Evaluation for patellar instability with apprehension testing should be performed.
Evaluation of quadriceps bulk and strength is important for postoperative recovery.
IMAGING AND OTHER DIAGNOSTIC STUDIES
All pediatric patients with a complaint of knee pain should receive an initial plain radiographic evaluation including anteroposterior (AP), lateral, and patellar views. With a traumatic injury, both oblique views should be obtained. If there is a concern for an osteochondritis dissecans lesion in the differential, a notch view should also be obtained. In scrutinizing the radiographs, special attention should be given to evaluate for physeal injuries as well as other injuries on the differential diagnosis.
AP and frog-leg lateral plain radiographs of the hip should be considered in the evaluation of all pediatric patients with complaints of knee pain.
Overall varus and valgus malalignment or leg length discrepancies, if present clinically, should be evaluated with full-length, hip-to-ankle radiographs.
MRI is the diagnostic imaging test of choice for further evaluation of ACL tears in the skeletally immature patient. Recent high-field strength magnets with quality imaging has shown high sensitivity and specificity for diagnosing ACL injuries in this population15 despite earlier reports noting decreased diagnostic value compared with the adult population.6 Findings on MRI signifying an ACL tear include a discontinuity in the fibers on the ACL and a characteristic bone bruise pattern on the distal femur and the posterior tibial plateau of the lateral hemijoint.
MRI in the pediatric population has a high false-positive rate for meniscal tears. This is likely due to the increased vascularity of the meniscus, which is often interpreted as intrasubstance degeneration or a tear of the meniscus.6
DIFFERENTIAL DIAGNOSIS
Tibial eminence (spine) fracture
Other intra-articular or physeal fracture
Patellar dislocation
Meniscal tear
Posterior cruciate ligament tear
Medial or lateral collateral tear
Posterolateral corner injury
Physiologic laxity
Hip etiology
NONOPERATIVE MANAGEMENT
Partial or incomplete tears can be successfully managed non-operatively in some patients if clinical and functional stability is present. The following criteria have been shown to be associated with successful nonoperative treatment of partial tears9:
Tears of less than 50% of the ligament
Relative preservation of the posterolateral bundle
Age younger than 14 years
Normal or near-normal Lachman or pivot shift test
Up to a third of patients may require subsequent reconstruction and should be made aware of that risk at the onset of treatment.
Successful treatment based on the earlier criteria includes the following:
A hinged knee brace is worn for 12 weeks.
Touchdown weight bearing is maintained for 6 to 8 weeks.
Passive terminal extension is restricted for the first 6 weeks.
Open-chain activities and active terminal extension is restricted for 12 weeks.
Physical therapy emphasizes hamstring muscle strengthening.
Return to sports and active play is permitted at 3 to 6 months if strength and functional testing are symmetric with good form on all activities. A functional knee brace is recommended for 2 years for cutting and pivoting activities.
Nonoperative management of complete tears in skeletally immature patients generally has a poor prognosis.

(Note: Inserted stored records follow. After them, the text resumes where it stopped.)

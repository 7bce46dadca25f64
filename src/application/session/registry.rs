//! Session registry: live charge point connections plus the last reported
//! registration and connector statuses.
//!
//! Statuses outlive the socket so a charger that drops and reconnects keeps
//! its last known state until it reports a new one.

use std::sync::Arc;

use async_trait::async_trait;
use dashmap::DashMap;
use tokio::sync::mpsc;
use tracing::{info, warn};

use super::connection::Connection;
use crate::application::ports::{ConnectorStatus, ReachabilityPort, RegistrationStatus};

pub struct SessionRegistry {
    sessions: DashMap<String, Connection>,
    registrations: DashMap<String, RegistrationStatus>,
    connector_statuses: DashMap<(String, u32), ConnectorStatus>,
}

pub type SharedSessionRegistry = Arc<SessionRegistry>;

impl SessionRegistry {
    pub fn new() -> Self {
        Self {
            sessions: DashMap::new(),
            registrations: DashMap::new(),
            connector_statuses: DashMap::new(),
        }
    }

    pub fn shared() -> SharedSessionRegistry {
        Arc::new(Self::new())
    }

    pub fn register(&self, charge_point_id: &str, sender: mpsc::UnboundedSender<String>) {
        info!(charge_point_id, "Registering charge point session");
        self.sessions
            .insert(charge_point_id.to_string(), Connection::new(charge_point_id, sender));
    }

    pub fn unregister(&self, charge_point_id: &str) {
        if self.sessions.remove(charge_point_id).is_some() {
            info!(charge_point_id, "Unregistered charge point session");
        } else {
            warn!(charge_point_id, "Attempted to unregister unknown session");
        }
    }

    pub fn send_to(&self, charge_point_id: &str, message: String) -> Result<(), String> {
        match self.sessions.get(charge_point_id) {
            Some(conn) => conn.send(message),
            None => Err(format!("Charge point {} not connected", charge_point_id)),
        }
    }

    pub fn touch(&self, charge_point_id: &str) {
        if let Some(mut conn) = self.sessions.get_mut(charge_point_id) {
            conn.touch();
        }
    }

    pub fn is_connected(&self, charge_point_id: &str) -> bool {
        self.sessions.contains_key(charge_point_id)
    }

    pub fn connected_ids(&self) -> Vec<String> {
        self.sessions.iter().map(|r| r.key().clone()).collect()
    }

    pub fn count(&self) -> usize {
        self.sessions.len()
    }

    pub fn set_registration(&self, charge_point_id: &str, status: RegistrationStatus) {
        self.registrations.insert(charge_point_id.to_string(), status);
    }

    pub fn set_connector_status(&self, charge_point_id: &str, connector_id: u32, status: ConnectorStatus) {
        self.connector_statuses
            .insert((charge_point_id.to_string(), connector_id), status);
    }
}

impl Default for SessionRegistry {
    fn default() -> Self {
        Self::new()
    }
}

#[async_trait]
impl ReachabilityPort for SessionRegistry {
    async fn registration_status(&self, charge_box_id: &str) -> RegistrationStatus {
        self.registrations
            .get(charge_box_id)
            .map(|s| *s)
            .unwrap_or(RegistrationStatus::Unknown)
    }

    async fn is_online(&self, charge_box_id: &str) -> bool {
        self.is_connected(charge_box_id)
    }

    async fn connector_status(&self, charge_box_id: &str, connector_id: u32) -> Option<ConnectorStatus> {
        self.connector_statuses
            .get(&(charge_box_id.to_string(), connector_id))
            .map(|s| *s)
    }
}
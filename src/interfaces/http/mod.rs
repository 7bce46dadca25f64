//! HTTP interface
//!
//! - `modules`: health, Prometheus metrics, billing, and session endpoints
//! - `router`: assembles them into one axum router

pub mod modules;
pub mod router;

pub use router::{create_api_router, ApiState};
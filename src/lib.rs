//! # Texnouz Billing Engine
//!
//! Metering and wallet-guard billing for OCPP 1.6 EV charging sessions.
//!
//! ## Architecture
//!
//! - **domain**: transactions, meter readings, tariffs, ledger types, and
//!   repository traits
//! - **application**: wallet guards, cost ledger, session lifecycle,
//!   scheduled charging, OCPP handlers, and the ports they depend on
//! - **infrastructure**: SeaORM and in-memory repositories, static providers
//! - **interfaces**: OCPP WebSocket endpoint and the REST API
//! - **notifications**: broadcast event bus
//! - **server**: runtime bootstrap shared by the CLI

pub mod application;
pub mod config;
pub mod domain;
pub mod infrastructure;
pub mod interfaces;
pub mod notifications;
pub mod server;
pub mod shared;

pub use config::{default_config_path, AppConfig, ConfigError};

pub use infrastructure::{init_database, DatabaseConfig, InMemoryStorage, SeaOrmRepositoryProvider};

pub use interfaces::create_api_router;

pub use notifications::{create_event_bus, Event, EventBus, SharedEventBus};
//! Session command facade
//!
//! The only place that issues remote start/stop commands on behalf of the
//! billing engine and the scheduler.

use std::sync::Arc;

use tracing::{error, info, warn};

use crate::application::commands::CommandError;
use crate::application::ports::{
    ChargePointCommandPort, CommandStatus, ReachabilityPort, RegistrationStatus, UserNotifier,
};

pub const MSG_SESSION_STARTED: &str = "Charging session started successfully.";
pub const MSG_DEVICE_OFFLINE: &str = "Cannot start charging. The device is offline";
pub const MSG_NOT_REGISTERED: &str = "Cannot start charging. Device is not registered.";

/// Why a start request was refused before reaching the charger.
#[derive(Debug, Clone, PartialEq, Eq)]
pub enum StartRejection {
    NotRegistered,
    Offline,
}

impl StartRejection {
    pub fn user_message(&self) -> &'static str {
        match self {
            Self::NotRegistered => MSG_NOT_REGISTERED,
            Self::Offline => MSG_DEVICE_OFFLINE,
        }
    }
}

#[derive(Debug, Clone, PartialEq)]
pub enum StartOutcome {
    /// Remote start was dispatched; carries the charger's answer
    Dispatched(CommandStatus),
    Rejected(StartRejection),
    Failed(CommandError),
}

pub struct SessionCommandFacade {
    commands: Arc<dyn ChargePointCommandPort>,
    reachability: Arc<dyn ReachabilityPort>,
    notifier: Arc<dyn UserNotifier>,
}

impl SessionCommandFacade {
    pub fn new(
        commands: Arc<dyn ChargePointCommandPort>,
        reachability: Arc<dyn ReachabilityPort>,
        notifier: Arc<dyn UserNotifier>,
    ) -> Self {
        Self {
            commands,
            reachability,
            notifier,
        }
    }

    /// Start charging on a connector. A charger that is unknown, not
    /// accepted, or offline gets no command; the user is told why instead.
    pub async fn start_session(&self, charge_box_id: &str, connector_id: u32, id_tag: &str) -> StartOutcome {
        let rejection = match self.reachability.registration_status(charge_box_id).await {
            RegistrationStatus::Unknown => Some(StartRejection::NotRegistered),
            RegistrationStatus::Accepted if self.reachability.is_online(charge_box_id).await => None,
            _ => Some(StartRejection::Offline),
        };

        if let Some(rejection) = rejection {
            warn!(charge_box_id, connector_id, id_tag, ?rejection, "Start session rejected");
            self.notifier.notify(id_tag, rejection.user_message()).await;
            return StartOutcome::Rejected(rejection);
        }

        match self
            .commands
            .remote_start_transaction(charge_box_id, id_tag, Some(connector_id))
            .await
        {
            Ok(status) => {
                info!(charge_box_id, connector_id, id_tag, %status, "Remote start dispatched");
                self.notifier.notify(id_tag, MSG_SESSION_STARTED).await;
                StartOutcome::Dispatched(status)
            }
            Err(e) => {
                error!(charge_box_id, connector_id, id_tag, error = %e, "Remote start failed");
                StartOutcome::Failed(e)
            }
        }
    }

    /// Stop a transaction. Sent regardless of reachability; a failure is
    /// logged and returned, never retried here.
    pub async fn stop_session(
        &self,
        charge_box_id: &str,
        connector_id: u32,
        transaction_id: i32,
    ) -> Result<CommandStatus, CommandError> {
        let result = self
            .commands
            .remote_stop_transaction(charge_box_id, transaction_id)
            .await;
        match &result {
            Ok(status) => {
                info!(charge_box_id, connector_id, transaction_id, %status, "Remote stop dispatched")
            }
            Err(e) => {
                error!(charge_box_id, connector_id, transaction_id, error = %e, "Remote stop failed")
            }
        }
        result
    }
}

#[cfg(test)]
mod tests {
    use super::*;
    use crate::application::ports::ConnectorStatus;
    use crate::application::services::testing::{FakeReachability, RecordingCommands, RecordingNotifier};

    fn facade(
        reachability: FakeReachability,
    ) -> (SessionCommandFacade, Arc<RecordingCommands>, Arc<RecordingNotifier>) {
        let commands = Arc::new(RecordingCommands::default());
        let notifier = Arc::new(RecordingNotifier::default());
        let facade = SessionCommandFacade::new(commands.clone(), Arc::new(reachability), notifier.clone());
        (facade, commands, notifier)
    }

    #[tokio::test]
    async fn start_on_accepted_online_charger() {
        let reach = FakeReachability::default().accepted("CP001").online("CP001");
        let (facade, commands, notifier) = facade(reach);

        let outcome = facade.start_session("CP001", 1, "TAG").await;

        assert_eq!(outcome, StartOutcome::Dispatched(CommandStatus::Accepted));
        assert_eq!(commands.starts(), vec![("CP001".to_string(), "TAG".to_string(), Some(1))]);
        assert_eq!(notifier.messages(), vec![("TAG".to_string(), MSG_SESSION_STARTED.to_string())]);
    }

    #[tokio::test]
    async fn offline_charger_gets_no_command() {
        let reach = FakeReachability::default().accepted("CP001");
        let (facade, commands, notifier) = facade(reach);

        let outcome = facade.start_session("CP001", 1, "TAG").await;

        assert_eq!(outcome, StartOutcome::Rejected(StartRejection::Offline));
        assert!(commands.starts().is_empty());
        assert_eq!(notifier.messages()[0].1, MSG_DEVICE_OFFLINE);
    }

    #[tokio::test]
    async fn unregistered_charger_gets_no_command() {
        let reach = FakeReachability::default()
            .online("CP001")
            .with_connector("CP001", 1, ConnectorStatus::Preparing);
        let (facade, commands, notifier) = facade(reach);

        let outcome = facade.start_session("CP001", 1, "TAG").await;

        assert_eq!(outcome, StartOutcome::Rejected(StartRejection::NotRegistered));
        assert!(commands.starts().is_empty());
        assert_eq!(notifier.messages()[0].1, MSG_NOT_REGISTERED);
    }

    #[tokio::test]
    async fn stop_is_sent_even_when_offline() {
        let (facade, commands, _) = facade(FakeReachability::default());
        let status = facade.stop_session("CP001", 1, 42).await.unwrap();
        assert!(status.is_accepted());
        assert_eq!(commands.stops(), vec![("CP001".to_string(), 42)]);
    }

    #[tokio::test]
    async fn stop_failure_is_surfaced() {
        let (facade, commands, _) = facade(FakeReachability::default());
        commands.fail_stops();
        let err = facade.stop_session("CP001", 1, 42).await.unwrap_err();
        assert_eq!(err, CommandError::Timeout);
    }
}
//! Create connector_meter_values table

use sea_orm_migration::prelude::*;

#[derive(DeriveMigrationName)]
pub struct Migration;

#[async_trait::async_trait]
impl MigrationTrait for Migration {
    async fn up(&self, manager: &SchemaManager) -> Result<(), DbErr> {
        manager
            .create_table(
                Table::create()
                    .table(ConnectorMeterValues::Table)
                    .if_not_exists()
                    .col(
                        ColumnDef::new(ConnectorMeterValues::Id)
                            .big_integer()
                            .not_null()
                            .auto_increment()
                            .primary_key(),
                    )
                    .col(
                        ColumnDef::new(ConnectorMeterValues::ChargeBoxId)
                            .string()
                            .not_null(),
                    )
                    .col(
                        ColumnDef::new(ConnectorMeterValues::ConnectorId)
                            .integer()
                            .not_null(),
                    )
                    .col(
                        ColumnDef::new(ConnectorMeterValues::Timestamp)
                            .timestamp_with_time_zone()
                            .not_null(),
                    )
                    .col(
                        ColumnDef::new(ConnectorMeterValues::EnergyWh)
                            .decimal_len(20, 4)
                            .not_null(),
                    )
                    .to_owned(),
            )
            .await?;

        manager
            .create_index(
                Index::create()
                    .name("idx_meter_values_connector_time")
                    .table(ConnectorMeterValues::Table)
                    .col(ConnectorMeterValues::ChargeBoxId)
                    .col(ConnectorMeterValues::ConnectorId)
                    .col(ConnectorMeterValues::Timestamp)
                    .to_owned(),
            )
            .await
    }

    async fn down(&self, manager: &SchemaManager) -> Result<(), DbErr> {
        manager
            .drop_table(Table::drop().table(ConnectorMeterValues::Table).to_owned())
            .await
    }
}

#[derive(Iden)]
pub enum ConnectorMeterValues {
    Table,
    Id,
    ChargeBoxId,
    ConnectorId,
    Timestamp,
    EnergyWh,
}
//! Application ports (hexagonal architecture boundaries)

pub mod outbound;

pub use outbound::{
    ChargePointCommandPort, CommandStatus, ConnectorStatus, ReachabilityPort, RegistrationStatus,
    ScheduleProvider, TariffProvider, UserNotifier, WalletProvider,
};
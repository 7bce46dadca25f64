//! OCPP 1.6 message handler
//!
//! Parses raw OCPP-J frames from one charge point, dispatches calls to the
//! action handlers, and routes command responses back to the
//! [`CommandSender`](crate::application::commands::CommandSender).

use std::sync::Arc;

use serde_json::Value;
use tracing::{debug, info, warn};

use crate::application::commands::SharedCommandSender;
use crate::application::handlers::ocpp_v16::action_matcher;
use crate::application::services::{SessionLifecycle, TelemetryIngress};
use crate::application::session::SharedSessionRegistry;
use crate::notifications::SharedEventBus;
use crate::shared::OcppFrame;

/// Heartbeat interval handed out in BootNotification responses.
pub const DEFAULT_HEARTBEAT_INTERVAL_SECS: u32 = 300;

/// Everything the action handlers need, shared by all connections.
#[derive(Clone)]
pub struct OcppServices {
    pub registry: SharedSessionRegistry,
    pub lifecycle: Arc<SessionLifecycle>,
    pub telemetry: Arc<TelemetryIngress>,
    pub command_sender: SharedCommandSender,
    pub event_bus: SharedEventBus,
    pub heartbeat_interval_secs: u32,
}

/// Handler for one charge point's OCPP 1.6 messages
pub struct OcppHandlerV16 {
    pub charge_point_id: String,
    pub services: OcppServices,
}

impl OcppHandlerV16 {
    pub fn new(charge_point_id: impl Into<String>, services: OcppServices) -> Self {
        Self {
            charge_point_id: charge_point_id.into(),
            services,
        }
    }

    /// Handle one text frame; returns the frame to send back, if any.
    pub async fn handle(&self, text: &str) -> Option<String> {
        debug!(charge_point_id = self.charge_point_id.as_str(), "Received raw message: {}", text);
        self.services.registry.touch(&self.charge_point_id);

        let frame = match OcppFrame::parse(text) {
            Ok(f) => f,
            Err(e) => {
                warn!(charge_point_id = self.charge_point_id.as_str(), error = %e, "Dropping unparseable frame");
                return None;
            }
        };

        match frame {
            OcppFrame::Call {
                unique_id,
                action,
                payload,
            } => Some(self.handle_call(&unique_id, &action, payload).await),

            OcppFrame::CallResult { unique_id, payload } => {
                self.services
                    .command_sender
                    .handle_response(&self.charge_point_id, &unique_id, payload);
                None
            }

            OcppFrame::CallError {
                unique_id,
                error_code,
                error_description,
            } => {
                warn!(
                    charge_point_id = self.charge_point_id.as_str(),
                    message_id = unique_id.as_str(),
                    error_code = error_code.as_str(),
                    "Received CallError"
                );
                self.services.command_sender.handle_error(
                    &self.charge_point_id,
                    &unique_id,
                    &error_code,
                    &error_description,
                );
                None
            }
        }
    }

    async fn handle_call(&self, unique_id: &str, action: &str, payload: Value) -> String {
        info!(charge_point_id = self.charge_point_id.as_str(), action, "Received Call");

        let response = match action_matcher(self, action, &payload).await {
            Some(payload) => OcppFrame::CallResult {
                unique_id: unique_id.to_string(),
                payload,
            },
            None => OcppFrame::error_response(
                unique_id,
                "NotImplemented",
                format!("{} is not handled by the billing engine", action),
            ),
        };
        response.serialize()
    }
}

#[cfg(test)]
mod tests {
    use super::*;
    use crate::application::commands::create_command_sender;
    use crate::application::ports::{ConnectorStatus, ReachabilityPort, RegistrationStatus};
    use crate::application::services::testing::{
        FakeReachability, FakeWallet, RecordingCommands, RecordingNotifier,
    };
    use crate::application::services::{
        LastEnergyCache, SessionCommandFacade, SessionCostLedger, StopReasonStore,
        StreamingWalletGuard, WalletStopDispatcher, STOP_BY_SERVER,
    };
    use crate::application::session::SessionRegistry;
    use crate::domain::RepositoryProvider;
    use crate::infrastructure::storage::InMemoryStorage;
    use crate::notifications::create_event_bus;
    use rust_decimal_macros::dec;
    use std::time::Duration;

    struct Harness {
        handler: OcppHandlerV16,
        storage: Arc<InMemoryStorage>,
        registry: SharedSessionRegistry,
        reasons: Arc<StopReasonStore>,
    }

    fn harness() -> Harness {
        let storage = Arc::new(InMemoryStorage::new());
        let registry = SessionRegistry::shared();
        let events = create_event_bus();
        let reasons = Arc::new(StopReasonStore::new());
        let cache = Arc::new(LastEnergyCache::new());
        let facade = Arc::new(SessionCommandFacade::new(
            Arc::new(RecordingCommands::default()),
            Arc::new(FakeReachability::default()),
            Arc::new(RecordingNotifier::default()),
        ));
        let stopper = Arc::new(WalletStopDispatcher::new(
            facade,
            reasons.clone(),
            events.clone(),
            Duration::from_secs(60),
        ));
        let streaming = Arc::new(StreamingWalletGuard::new(
            storage.clone(),
            Arc::new(FakeWallet::new(dec!(100), dec!(8))),
            stopper.clone(),
            cache.clone(),
        ));
        let lifecycle = Arc::new(SessionLifecycle::new(
            storage.clone(),
            Arc::new(SessionCostLedger::new(storage.clone())),
            reasons.clone(),
            cache,
            stopper,
            events.clone(),
        ));
        let services = OcppServices {
            registry: registry.clone(),
            lifecycle,
            telemetry: Arc::new(TelemetryIngress::new(storage.clone(), streaming, events.clone())),
            command_sender: create_command_sender(registry.clone(), Duration::from_secs(1)),
            event_bus: events,
            heartbeat_interval_secs: DEFAULT_HEARTBEAT_INTERVAL_SECS,
        };
        Harness {
            handler: OcppHandlerV16::new("CP001", services),
            storage,
            registry,
            reasons,
        }
    }

    fn result_payload(frame: Option<String>) -> Value {
        match OcppFrame::parse(&frame.unwrap()).unwrap() {
            OcppFrame::CallResult { payload, .. } => payload,
            other => panic!("expected CallResult, got {:?}", other),
        }
    }

    #[tokio::test]
    async fn boot_and_status_update_reachability() {
        let h = harness();
        let boot = h
            .handler
            .handle(r#"[2,"1","BootNotification",{"chargePointVendor":"Acme","chargePointModel":"X1"}]"#)
            .await;
        let boot = result_payload(boot);
        assert_eq!(boot["status"], "Accepted");
        assert_eq!(boot["interval"], DEFAULT_HEARTBEAT_INTERVAL_SECS);
        assert_eq!(h.registry.registration_status("CP001").await, RegistrationStatus::Accepted);

        h.handler
            .handle(r#"[2,"2","StatusNotification",{"connectorId":1,"errorCode":"NoError","status":"Preparing"}]"#)
            .await;
        assert_eq!(
            h.registry.connector_status("CP001", 1).await,
            Some(ConnectorStatus::Preparing)
        );
    }

    #[tokio::test]
    async fn transaction_round_trip_records_billing_state() {
        let h = harness();
        let start = h
            .handler
            .handle(r#"[2,"1","StartTransaction",{"connectorId":1,"idTag":"TAG","meterStart":1000,"timestamp":"2024-05-01T10:00:00Z"}]"#)
            .await;
        let tx_id = result_payload(start)["transactionId"].as_i64().unwrap() as i32;
        assert_eq!(tx_id, 1);

        h.handler
            .handle(&format!(
                r#"[2,"2","MeterValues",{{"connectorId":1,"transactionId":{},"meterValue":[{{"timestamp":"2024-05-01T10:05:00Z","sampledValue":[{{"value":"1500"}}]}}]}}]"#,
                tx_id
            ))
            .await;
        assert_eq!(h.storage.telemetry_rows(tx_id).len(), 1);

        h.reasons.put(tx_id, STOP_BY_SERVER);
        h.handler
            .handle(&format!(
                r#"[2,"3","StopTransaction",{{"transactionId":{},"meterStop":1600,"timestamp":"2024-05-01T10:10:00Z","reason":"Remote"}}]"#,
                tx_id
            ))
            .await;

        let tx = h.storage.transactions().find_by_id(tx_id).await.unwrap().unwrap();
        assert!(!tx.is_open());
        assert_eq!(tx.stop_reason.as_deref(), Some(STOP_BY_SERVER));
    }

    #[tokio::test]
    async fn unhandled_action_gets_call_error() {
        let h = harness();
        let reply = h.handler.handle(r#"[2,"9","FirmwareStatusNotification",{"status":"Idle"}]"#).await;
        match OcppFrame::parse(&reply.unwrap()).unwrap() {
            OcppFrame::CallError { error_code, .. } => assert_eq!(error_code, "NotImplemented"),
            other => panic!("expected CallError, got {:?}", other),
        }
    }

    #[tokio::test]
    async fn garbage_is_dropped() {
        let h = harness();
        assert!(h.handler.handle("not a frame").await.is_none());
    }
}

For prepubescent patients with a complete ACL tear but without a concurrent chondral injury requiring stabilization or meniscal injury requiring repair, we still discuss nonoperative treatment with activity modification, functional bracing, and continued rehabilitation.
In our experience, compliance with activity modification and brace use and effectiveness limits the success of this treatment.
Delay in surgical stabilization can lead to further meniscal and chondral injury due to recurrent instability.
Although results of nonoperative management are generally poor, the risk of further intra-articular injury by waiting until skeletal maturity to undergo reconstruction must be weighed against the risk of growth disturbance with early reconstruction.
Some patients are able to cope with their ACL insufficiency or modify their activities, allowing for further growth and aging such that the reconstruction may be performed when little or no growth remains, minimizing risk for growth disturbance.
For prepubescent patients with ongoing instability, early reconstruction with a physeal-avoiding procedure is indicated.
For adolescent patients with growth remaining who have a complete ACL tear, we do not advocate initial nonoperative treatment because the risk of functional instability resulting in injury to the meniscal and articular cartilage is high and there are anatomic reconstruction options that have a minimal risk of growth disturbance.
SURGICAL MANAGEMENT
Conventional adult ACL reconstruction techniques risk potential iatrogenic growth disturbance due to physeal violation, and cases of growth disturbance have been reported in animal models and clinical series.10
The following principles should always be followed with any reconstructive strategy:
No hard fixation, such as with an interference screw, should cross the physis because it has a high risk of inducing a growth disturbance.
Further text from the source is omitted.